Excerpted records =>
# # # # # # #

pub mod enums;
pub mod memo;
pub mod profile;

pub use enums::*;
pub use memo::*;
pub use profile::*;
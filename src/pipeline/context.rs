use std::sync::LazyLock;

use regex::Regex;

use super::retrieval::RetrievedPassage;

const PASSAGE_SEPARATOR: &str = "\n\n";

/// Retrieved passages rendered as one delimited prompt block.
#[derive(Debug, Clone, Default, PartialEq)]
pub struct AssembledContext {
    pub text: String,
    pub passages_used: usize,
    /// True when the character budget cut off passages or passage text.
    pub truncated: bool,
    pub sources: Vec<String>,
}

impl AssembledContext {
    pub fn is_empty(&self) -> bool {
        self.passages_used == 0
    }
}

/// Join every passage, in received order.
pub fn assemble(passages: &[RetrievedPassage]) -> AssembledContext {
    assemble_within(passages, usize::MAX)
}

/// Join passages in received order until the next whole passage would push
/// the block past `max_chars`. A first passage larger than the budget is cut
/// to fit rather than dropped.
pub fn assemble_within(passages: &[RetrievedPassage], max_chars: usize) -> AssembledContext {
    let mut ctx = AssembledContext::default();
    let mut total_chars = 0usize;

    for passage in passages {
        let n = ctx.passages_used + 1;
        let content = neutralize_delimiters(passage.content.trim());
        let mut block = format_passage(n, passage, &content);
        let separator = if ctx.passages_used == 0 { 0 } else { PASSAGE_SEPARATOR.len() };
        let mut cost = separator + block.chars().count();

        if total_chars.saturating_add(cost) > max_chars {
            ctx.truncated = true;
            if ctx.passages_used > 0 {
                break;
            }
            let overhead = cost - content.chars().count();
            let room = max_chars.saturating_sub(overhead);
            if room == 0 {
                break;
            }
            let cut: String = content.chars().take(room).collect();
            block = format_passage(n, passage, &cut);
            cost = block.chars().count();
        }

        if separator > 0 {
            ctx.text.push_str(PASSAGE_SEPARATOR);
        }
        ctx.text.push_str(&block);
        total_chars += cost;
        ctx.passages_used += 1;

        let source = source_label(passage);
        if !ctx.sources.iter().any(|s| s == source) {
            ctx.sources.push(source.to_string());
        }

        if ctx.truncated {
            break;
        }
    }

    if ctx.truncated {
        tracing::debug!(
            used = ctx.passages_used,
            available = passages.len(),
            max_chars,
            "Context budget reached"
        );
    }
    ctx
}

fn source_label(passage: &RetrievedPassage) -> &str {
    passage
        .metadata
        .source
        .as_deref()
        .filter(|s| !s.trim().is_empty())
        .unwrap_or("unknown")
}

fn format_passage(n: usize, passage: &RetrievedPassage, content: &str) -> String {
    let source = source_label(passage).replace('"', "'");
    format!("<PASSAGE n=\"{n}\" source=\"{source}\">\n{content}\n</PASSAGE>")
}

/// Defuse delimiter tags appearing inside passage content.
fn neutralize_delimiters(content: &str) -> String {
    static TAG_RE: LazyLock<Regex> =
        LazyLock::new(|| Regex::new(r"(?i)<\s*(/?)\s*passage\b[^>]*>").expect("valid regex"));
    TAG_RE.replace_all(content, "[${1}passage]").to_string()
}
use std::sync::Arc;
use std::time::Duration;

use serde::Deserialize;
use serde_json::{json, Value};

use super::{
    check_k, EmbeddingModel, PassageMetadata, RetrievalClient, RetrievalError, RetrievalFilter,
    RetrievedPassage,
};

/// Retrieval over a Qdrant collection through its REST search endpoint.
///
/// Points carry the payload layout written by the ingestion job: the chunk
/// text under `page_content` and `{source, topic, country}` under `metadata`.
pub struct QdrantRetriever {
    base_url: String,
    collection: String,
    api_key: Option<String>,
    embedder: Arc<dyn EmbeddingModel>,
    client: reqwest::blocking::Client,
    timeout_secs: u64,
}

impl QdrantRetriever {
    pub fn new(
        base_url: &str,
        collection: &str,
        api_key: Option<String>,
        embedder: Arc<dyn EmbeddingModel>,
        timeout_secs: u64,
    ) -> Result<Self, RetrievalError> {
        let client = reqwest::blocking::Client::builder()
            .timeout(Duration::from_secs(timeout_secs))
            .build()
            .map_err(|e| RetrievalError::Unavailable(format!("HTTP client init failed: {e}")))?;

        Ok(Self {
            base_url: base_url.trim_end_matches('/').to_string(),
            collection: collection.to_string(),
            api_key: api_key.filter(|k| !k.is_empty()),
            embedder,
            client,
            timeout_secs,
        })
    }

    pub fn collection(&self) -> &str {
        &self.collection
    }
}

/// Search request body: filter conditions address the nested metadata keys.
pub(crate) fn search_body(vector: &[f32], filter: &RetrievalFilter, k: usize) -> Value {
    let must: Vec<Value> = filter
        .iter()
        .map(|(key, value)| {
            json!({
                "key": format!("metadata.{key}"),
                "match": {"value": value},
            })
        })
        .collect();

    json!({
        "vector": vector,
        "limit": k,
        "with_payload": true,
        "filter": {"must": must},
    })
}

#[derive(Deserialize)]
struct SearchResponse {
    result: Vec<ScoredPoint>,
}

#[derive(Deserialize)]
struct ScoredPoint {
    score: f32,
    #[serde(default)]
    payload: Option<PointPayload>,
}

#[derive(Deserialize)]
struct PointPayload {
    #[serde(default)]
    page_content: String,
    #[serde(default)]
    metadata: PassageMetadata,
}

pub(crate) fn parse_search_response(
    body: &str,
    k: usize,
) -> Result<Vec<RetrievedPassage>, RetrievalError> {
    let parsed: SearchResponse = serde_json::from_str(body)
        .map_err(|e| RetrievalError::MalformedResponse(e.to_string()))?;

    Ok(parsed
        .result
        .into_iter()
        .filter_map(|point| point.payload.map(|payload| (point.score, payload)))
        .take(k)
        .enumerate()
        .map(|(i, (score, payload))| RetrievedPassage {
            content: payload.page_content,
            metadata: payload.metadata,
            score,
            rank: i + 1,
        })
        .collect())
}

impl RetrievalClient for QdrantRetriever {
    fn search(
        &self,
        query: &str,
        filter: &RetrievalFilter,
        k: usize,
    ) -> Result<Vec<RetrievedPassage>, RetrievalError> {
        check_k(k)?;
        let vector = self.embedder.embed(query).map_err(|e| match e {
            RetrievalError::Embedding(msg) => RetrievalError::Unavailable(msg),
            other => other,
        })?;

        let url = format!(
            "{}/collections/{}/points/search",
            self.base_url, self.collection
        );
        let mut request = self.client.post(&url).json(&search_body(&vector, filter, k));
        if let Some(key) = &self.api_key {
            request = request.header("api-key", key);
        }

        let response = request.send().map_err(|e| {
            if e.is_connect() {
                RetrievalError::Unavailable(format!("Qdrant unreachable at {}", self.base_url))
            } else if e.is_timeout() {
                RetrievalError::Unavailable(format!(
                    "Qdrant search timed out after {}s",
                    self.timeout_secs
                ))
            } else {
                RetrievalError::Unavailable(e.to_string())
            }
        })?;

        let status = response.status();
        let body = response
            .text()
            .map_err(|e| RetrievalError::Unavailable(e.to_string()))?;
        if !status.is_success() {
            return Err(RetrievalError::Unavailable(format!(
                "Qdrant returned {}: {body}",
                status.as_u16()
            )));
        }

        let passages = parse_search_response(&body, k)?;
        tracing::debug!(
            collection = %self.collection,
            country = filter.country(),
            topic = filter.topic(),
            hits = passages.len(),
            "Qdrant search complete"
        );
        Ok(passages)
    }
}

# # # # # # #

Task instructions => Write out the whole listing verbatim.

Exercise response =>
pub mod enums;
pub mod memo;
pub mod profile;

pub use enums::*;
pub use memo::*;
pub use profile::*;
filename src/pipeline/context.rs
use std::sync::LazyLock;

use regex::Regex;

use super::retrieval::RetrievedPassage;

const PASSAGE_SEPARATOR: &str = "\n\n";

/// Retrieved passages rendered as one delimited prompt block.
#[derive(Debug, Clone, Default, PartialEq)]
pub struct AssembledContext {
    pub text: String,
    pub passages_used: usize,
    /// True when the character budget cut off passages or passage text.
    pub truncated: bool,
    pub sources: Vec<String>,
}

impl AssembledContext {
    pub fn is_empty(&self) -> bool {
        self.passages_used == 0
    }
}

/// Join every passage, in received order.
pub fn assemble(passages: &[RetrievedPassage]) -> AssembledContext {
    assemble_within(passages, usize::MAX)
}

/// Join passages in received order until the next whole passage would push
/// the block past `max_chars`. A first passage larger than the budget is cut
/// to fit rather than dropped.
pub fn assemble_within(passages: &[RetrievedPassage], max_chars: usize) -> AssembledContext {
    let mut ctx = AssembledContext::default();
    let mut total_chars = 0usize;

    for passage in passages {
        let n = ctx.passages_used + 1;
        let content = neutralize_delimiters(passage.content.trim());
        let mut block = format_passage(n, passage, &content);
        let separator = if ctx.passages_used == 0 { 0 } else { PASSAGE_SEPARATOR.len() };
        let mut cost = separator + block.chars().count();

        if total_chars.saturating_add(cost) > max_chars {
            ctx.truncated = true;
            if ctx.passages_used > 0 {
                break;
            }
            let overhead = cost - content.chars().count();
            let room = max_chars.saturating_sub(overhead);
            if room == 0 {
                break;
            }
            let cut: String = content.chars().take(room).collect();
            block = format_passage(n, passage, &cut);
            cost = block.chars().count();
        }

        if separator > 0 {
            ctx.text.push_str(PASSAGE_SEPARATOR);
        }
        ctx.text.push_str(&block);
        total_chars += cost;
        ctx.passages_used += 1;

        let source = source_label(passage);
        if !ctx.sources.iter().any(|s| s == source) {
            ctx.sources.push(source.to_string());
        }

        if ctx.truncated {
            break;
        }
    }

    if ctx.truncated {
        tracing::debug!(
            used = ctx.passages_used,
            available = passages.len(),
            max_chars,
            "Context budget reached"
        );
    }
    ctx
}

fn source_label(passage: &RetrievedPassage) -> &str {
    passage
        .metadata
        .source
        .as_deref()
        .filter(|s| !s.trim().is_empty())
        .unwrap_or("unknown")
}

fn format_passage(n: usize, passage: &RetrievedPassage, content: &str) -> String {
    let source = source_label(passage).replace('"', "'");
    format!("<PASSAGE n=\"{n}\" source=\"{source}\">\n{content}\n</PASSAGE>")
}

/// Defuse delimiter tags appearing inside passage content.
fn neutralize_delimiters(content: &str) -> String {
    static TAG_RE: LazyLock<Regex> =
        LazyLock::new(|| Regex::new(r"(?i)<\s*(/?)\s*passage\b[^>]*>").expect("valid regex"));
    TAG_RE.replace_all(content, "[${1}passage]").to_string()
}
use std::sync::Arc;
use std::time::Duration;

use serde::Deserialize;
use serde_json::{json, Value};

use super::{
    check_k, EmbeddingModel, PassageMetadata, RetrievalClient, RetrievalError, RetrievalFilter,
    RetrievedPassage,
};

/// Retrieval over a Qdrant collection through its REST search endpoint.
///
/// Points carry the payload layout written by the ingestion job: the chunk
/// text under `page_content` and `{source, topic, country}` under `metadata`.
pub struct QdrantRetriever {
    base_url: String,
    collection: String,
    api_key: Option<String>,
    embedder: Arc<dyn EmbeddingModel>,
    client: reqwest::blocking::Client,
    timeout_secs: u64,
}

impl QdrantRetriever {
    pub fn new(
        base_url: &str,
        collection: &str,
        api_key: Option<String>,
        embedder: Arc<dyn EmbeddingModel>,
        timeout_secs: u64,
    ) -> Result<Self, RetrievalError> {
        let client = reqwest::blocking::Client::builder()
            .timeout(Duration::from_secs(timeout_secs))
            .build()
            .map_err(|e| RetrievalError::Unavailable(format!("HTTP client init failed: {e}")))?;

        Ok(Self {
            base_url: base_url.trim_end_matches('/').to_string(),
            collection: collection.to_string(),
            api_key: api_key.filter(|k| !k.is_empty()),
            embedder,
            client,
            timeout_secs,
        })
    }

    pub fn collection(&self) -> &str {
        &self.collection
    }
}

/// Search request body: filter conditions address the nested metadata keys.
pub(crate) fn search_body(vector: &[f32], filter: &RetrievalFilter, k: usize) -> Value {
    let must: Vec<Value> = filter
        .iter()
        .map(|(key, value)| {
            json!({
                "key": format!("metadata.{key}"),
                "match": {"value": value},
            })
        })
        .collect();

    json!({
        "vector": vector,
        "limit": k,
        "with_payload": true,
        "filter": {"must": must},
    })
}

#[derive(Deserialize)]
struct SearchResponse {
    result: Vec<ScoredPoint>,
}

#[derive(Deserialize)]
struct ScoredPoint {
    score: f32,
    #[serde(default)]
    payload: Option<PointPayload>,
}

#[derive(Deserialize)]
struct PointPayload {
    #[serde(default)]
    page_content: String,
    #[serde(default)]
    metadata: PassageMetadata,
}

pub(crate) fn parse_search_response(
    body: &str,
    k: usize,
) -> Result<Vec<RetrievedPassage>, RetrievalError> {
    let parsed: SearchResponse = serde_json::from_str(body)
        .map_err(|e| RetrievalError::MalformedResponse(e.to_string()))?;

    Ok(parsed
        .result
        .into_iter()
        .filter_map(|point| point.payload.map(|payload| (point.score, payload)))
        .take(k)
        .enumerate()
        .map(|(i, (score, payload))| RetrievedPassage {
            content: payload.page_content,
            metadata: payload.metadata,
            score,
            rank: i + 1,
        })
        .collect())
}

impl RetrievalClient for QdrantRetriever {
    fn search(
        &self,
        query: &str,
        filter: &RetrievalFilter,
        k: usize,
    ) -> Result<Vec<RetrievedPassage>, RetrievalError> {
        check_k(k)?;
        let vector = self.embedder.embed(query).map_err(|e| match e {
            RetrievalError::Embedding(msg) => RetrievalError::Unavailable(msg),
            other => other,
        })?;

        let url = format!(
            "{}/collections/{}/points/search",
            self.base_url, self.collection
        );
        let mut request = self.client.post(&url).json(&search_body(&vector, filter, k));
        if let Some(key) = &self.api_key {
            request = request.header("api-key", key);
        }

        let response = request.send().map_err(|e| {
            if e.is_connect() {
                RetrievalError::Unavailable(format!("Qdrant unreachable at {}", self.base_url))
            } else if e.is_timeout() {
                RetrievalError::Unavailable(format!(
                    "Qdrant search timed out after {}s",
                    self.timeout_secs
                ))
            } else {
                RetrievalError::Unavailable(e.to_string())
            }
        })?;

        let status = response.status();
        let body = response
            .text()
            .map_err(|e| RetrievalError::Unavailable(e.to_string()))?;
        if !status.is_success() {
            return Err(RetrievalError::Unavailable(format!(
                "Qdrant returned {}: {body}",
                status.as_u16()
            )));
        }

        let passages = parse_search_response(&body, k)?;
        tracing::debug!(
            collection = %self.collection,
            country = filter.country(),
            topic = filter.topic(),
            hits = passages.len(),
            "Qdrant search complete"
        );
        Ok(passages)
    }
}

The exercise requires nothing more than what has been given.